Road noise synthesis
The coherence analysis of the vibro-acoustic paths in the previous chapter re- vealed that there are two main locations at the rear axle that are responsible for the road rumble between 90-120 Hz. As for the tire cavity band between 180-220 Hz the primary paths originate from the front axle of the vehicle. In this chapter we will demonstrate that these locations can be used to artificially synthesise the interior road noise with multireference adaptive filtering in the time domain. This technique is widely used in the identification of impulse responses of physical systems.

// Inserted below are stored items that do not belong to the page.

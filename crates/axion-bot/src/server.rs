//! Web server setup and routing

use anyhow::Result;
use axum::{routing::post, Router};
use std::sync::Arc;
use tower_http::trace::TraceLayer;
use tracing::info;

use crate::api;
use crate::state::AppState;

/// Build the webhook router
pub fn build_router(state: Arc<AppState>) -> Router {
    let path = state.config.server.webhook_path.clone();

    Router::new()
        .route(&path, post(api::webhook).fallback(api::reject_non_post))
        .layer(TraceLayer::new_for_http())
        .with_state(state)
}

/// Run the webhook server
pub async fn run(state: Arc<AppState>, bind: &str) -> Result<()> {
    let path = state.config.server.webhook_path.clone();
    let app = build_router(state);

    let listener = tokio::net::TcpListener::bind(bind).await?;
    info!(address = %bind, path = %path, "Starting webhook server");
    axum::serve(listener, app).await?;
    Ok(())
}
//! Build manifest fetching with caching
//!
//! One manifest per (codename, variant) at `{base}/{VARIANT}/{codename}.json`.
//! A missing manifest, a non-success status or an empty release list all mean
//! "no build". Those negative answers are re-fetched on every call unless
//! negative caching is enabled, so freshly published builds show up at once.

use anyhow::{Context, Result};
use axion_core::{parse_latest_build, BuildKey, BuildRecord, FreshnessCache, Variant};
use std::sync::Arc;
use std::time::Duration;
use tracing::{debug, info, warn};

/// Build lookup service backed by the shared freshness cache
#[derive(Clone)]
pub struct BuildLookup {
    /// HTTP client
    client: reqwest::Client,
    /// Base URL of the manifest tree
    base_url: String,
    cache: Arc<FreshnessCache>,
    /// Cache "no build" answers as well
    cache_negative: bool,
}

impl BuildLookup {
    /// Create a new build lookup service
    pub fn new(
        base_url: impl Into<String>,
        cache: Arc<FreshnessCache>,
        cache_negative: bool,
        timeout: Duration,
    ) -> Result<Self> {
        let client = reqwest::Client::builder()
            .timeout(timeout)
            .build()
            .context("Failed to create HTTP client")?;

        Ok(Self {
            client,
            base_url: base_url.into(),
            cache,
            cache_negative,
        })
    }

    /// Construct the manifest URL for a device and variant
    ///
    /// For base "https://host/OTA", codename "pipa" and GMS, returns
    /// "https://host/OTA/GMS/pipa.json"
    pub fn construct_manifest_url(base_url: &str, codename: &str, variant: Variant) -> String {
        format!(
            "{}/{}/{}.json",
            base_url.trim_end_matches('/'),
            variant.as_str(),
            codename
        )
    }

    /// Get the latest build for a device and variant
    ///
    /// Never fails: errors are logged and reported as no build.
    pub async fn lookup(&self, codename: &str, variant: Variant) -> Option<BuildRecord> {
        let key = BuildKey::new(codename, variant);

        if let Some(cached) = self.cache.build(&key).await {
            debug!(codename = %codename, variant = %variant, "Using cached build lookup");
            return cached;
        }

        match self.fetch(codename, variant).await {
            Ok(build) => {
                if build.is_some() || self.cache_negative {
                    self.cache.store_build(key, build.clone()).await;
                }
                build
            }
            // Failures are never cached, not even as "no build"
            Err(e) => {
                warn!(
                    codename = %codename,
                    variant = %variant,
                    error = %e,
                    "Failed to fetch build manifest"
                );
                None
            }
        }
    }

    async fn fetch(&self, codename: &str, variant: Variant) -> Result<Option<BuildRecord>> {
        let url = Self::construct_manifest_url(&self.base_url, codename, variant);
        debug!(url = %url, "Fetching build manifest");

        let response = self
            .client
            .get(&url)
            .send()
            .await
            .context("Build manifest request failed")?;

        if !response.status().is_success() {
            debug!(
                codename = %codename,
                variant = %variant,
                status = %response.status(),
                "No build manifest available"
            );
            return Ok(None);
        }

        let body = response
            .text()
            .await
            .context("Failed to read build manifest body")?;

        let build = parse_latest_build(&body)?;
        match &build {
            Some(build) => info!(
                codename = %codename,
                variant = %variant,
                version = %build.version,
                "Fetched build manifest"
            ),
            None => debug!(codename = %codename, variant = %variant, "Empty build manifest"),
        }

        Ok(build)
    }
}
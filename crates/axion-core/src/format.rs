//! Formatting helpers for human-readable replies

use chrono::{DateTime, Utc};

const SIZE_UNITS: [&str; 5] = ["B", "KB", "MB", "GB", "TB"];

/// Format a byte count with binary magnitudes (e.g. "1.50 GB")
///
/// Picks the largest unit in which the value is at least 1, up to TB.
pub fn human_readable_size(bytes: u64) -> String {
    if bytes == 0 {
        return "0 B".to_string();
    }

    let mut value = bytes as f64;
    let mut unit = 0;
    while value >= 1024.0 && unit < SIZE_UNITS.len() - 1 {
        value /= 1024.0;
        unit += 1;
    }

    format!("{:.2} {}", value, SIZE_UNITS[unit])
}

/// Render Unix seconds as `YYYY-MM-DD HH:MM:SS` (UTC, no suffix)
pub fn format_timestamp(seconds: i64) -> Option<String> {
    DateTime::<Utc>::from_timestamp(seconds, 0).map(|dt| dt.format("%Y-%m-%d %H:%M:%S").to_string())
}

/// Escape text for Telegram's legacy Markdown parse mode
pub fn escape_markdown(text: &str) -> String {
    let mut escaped = String::with_capacity(text.len());
    for c in text.chars() {
        if matches!(c, '_' | '*' | '`' | '[') {
            escaped.push('\\');
        }
        escaped.push(c);
    }
    escaped
}

/// Split a message into chunks of at most `limit` characters
///
/// Splits only between lines and keeps line order. A single line longer
/// than `limit` becomes its own (oversized) chunk rather than being cut.
pub fn split_message(text: &str, limit: usize) -> Vec<String> {
    if text.chars().count() <= limit {
        return vec![text.to_string()];
    }

    let mut chunks = Vec::new();
    let mut current = String::new();
    let mut current_len = 0;
    // A chunk holding only blank lines is still a started chunk
    let mut started = false;

    for line in text.split('\n') {
        let line_len = line.chars().count();
        if started && current_len + 1 + line_len > limit {
            chunks.push(std::mem::take(&mut current));
            current_len = 0;
            started = false;
        }
        if started {
            current.push('\n');
            current_len += 1;
        }
        current.push_str(line);
        current_len += line_len;
        started = true;
    }

    if started {
        chunks.push(current);
    }

    chunks
}

#[cfg(test)]
mod tests {
    use super::*;

    #[test]
    fn test_human_readable_size() {
        assert_eq!(human_readable_size(0), "0 B");
        assert_eq!(human_readable_size(512), "512.00 B");
        assert_eq!(human_readable_size(1024), "1.00 KB");
        assert_eq!(human_readable_size(1536), "1.50 KB");
        assert_eq!(human_readable_size(1048576), "1.00 MB");
        assert_eq!(human_readable_size(1_610_612_736), "1.50 GB");
        assert_eq!(human_readable_size(1024u64.pow(4)), "1.00 TB");
        // Stays in TB past the last unit
        assert_eq!(human_readable_size(2048 * 1024u64.pow(4)), "2048.00 TB");
    }

    #[test]
    fn test_format_timestamp() {
        assert_eq!(format_timestamp(0).as_deref(), Some("1970-01-01 00:00:00"));
        assert_eq!(
            format_timestamp(1740830400).as_deref(),
            Some("2025-03-01 12:00:00")
        );
        assert_eq!(format_timestamp(i64::MAX), None);
    }

    #[test]
    fn test_escape_markdown() {
        assert_eq!(escape_markdown("Poco F5"), "Poco F5");
        assert_eq!(escape_markdown("john_doe*"), "john\\_doe\\*");
    }

    #[test]
    fn test_split_message_short() {
        assert_eq!(split_message("hello\nworld", 100), vec!["hello\nworld"]);
    }

    #[test]
    fn test_split_message_on_line_boundaries() {
        let text = "aaaa\nbbbb\ncccc\ndddd";
        let chunks = split_message(text, 10);
        assert_eq!(chunks, vec!["aaaa\nbbbb", "cccc\ndddd"]);
        assert!(chunks.iter().all(|c| c.chars().count() <= 10));
        assert_eq!(chunks.join("\n"), text);
    }

    #[test]
    fn test_split_message_keeps_blank_line_at_boundary() {
        let text = "aaaa\nbbbb\n\ncccc";
        let chunks = split_message(text, 9);
        assert_eq!(chunks, vec!["aaaa\nbbbb", "\ncccc"]);
        assert_eq!(chunks.join("\n"), text);

        let text = "*Poco*\n• F5\n\n*Xiaomi*\n• Pad 6\n\nfooter";
        let chunks = split_message(text, 12);
        assert!(chunks.iter().all(|c| c.chars().count() <= 12));
        assert_eq!(chunks.join("\n"), text);
    }

    #[test]
    fn test_split_message_long_line_kept_whole() {
        let text = "short\nthis line is far too long\nend";
        let chunks = split_message(text, 10);
        assert_eq!(chunks, vec!["short", "this line is far too long", "end"]);
    }
}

In our case we determine the impulse responses of each NTF between the reference sensors and a microphone in the cabin in the time domain without the electro-acoustic paths between the loudspeakers and the microphones, which we will use later to model the ARNC system. The main target of this artificial synthesis of road noise is to highlight the contributions from the front and rear axle with the use of adaptive filtering instead of frequency domain methods, such as OTPA, which require matrix inversion of the CPSD matrix of the acceleration signals. In our case, we make use of adaptive filtering to identify the systems between the acceleration and sound pressure signals. This type of approach is a special case of adaptive noise cancellation that does not include the effects of the acoustic secondary paths. Therefore this can reveal the potential reduction with a given set of sound and vibration signals acquired from the vehicle without the effect of delays that are inherent in the secondary path impulse responses and also in the hardware of the controller. To summarise, this study aims to offer an impression of how close is the performance of adaptive filtering algorithms are to the attenuation, which is computed non-causally in the frequency domain with the use of multiple coherence function.
5.1
Chapter outline
In section we start with the introduction of the famous multiple reference LMS algorithm that is used in section 5.3 In section 5.4, 5.5, 5.7 and 5.7 the main structural inputs into the vehicle’s body from the subframe are used for synthe- sising their vibro-acoustic contributions.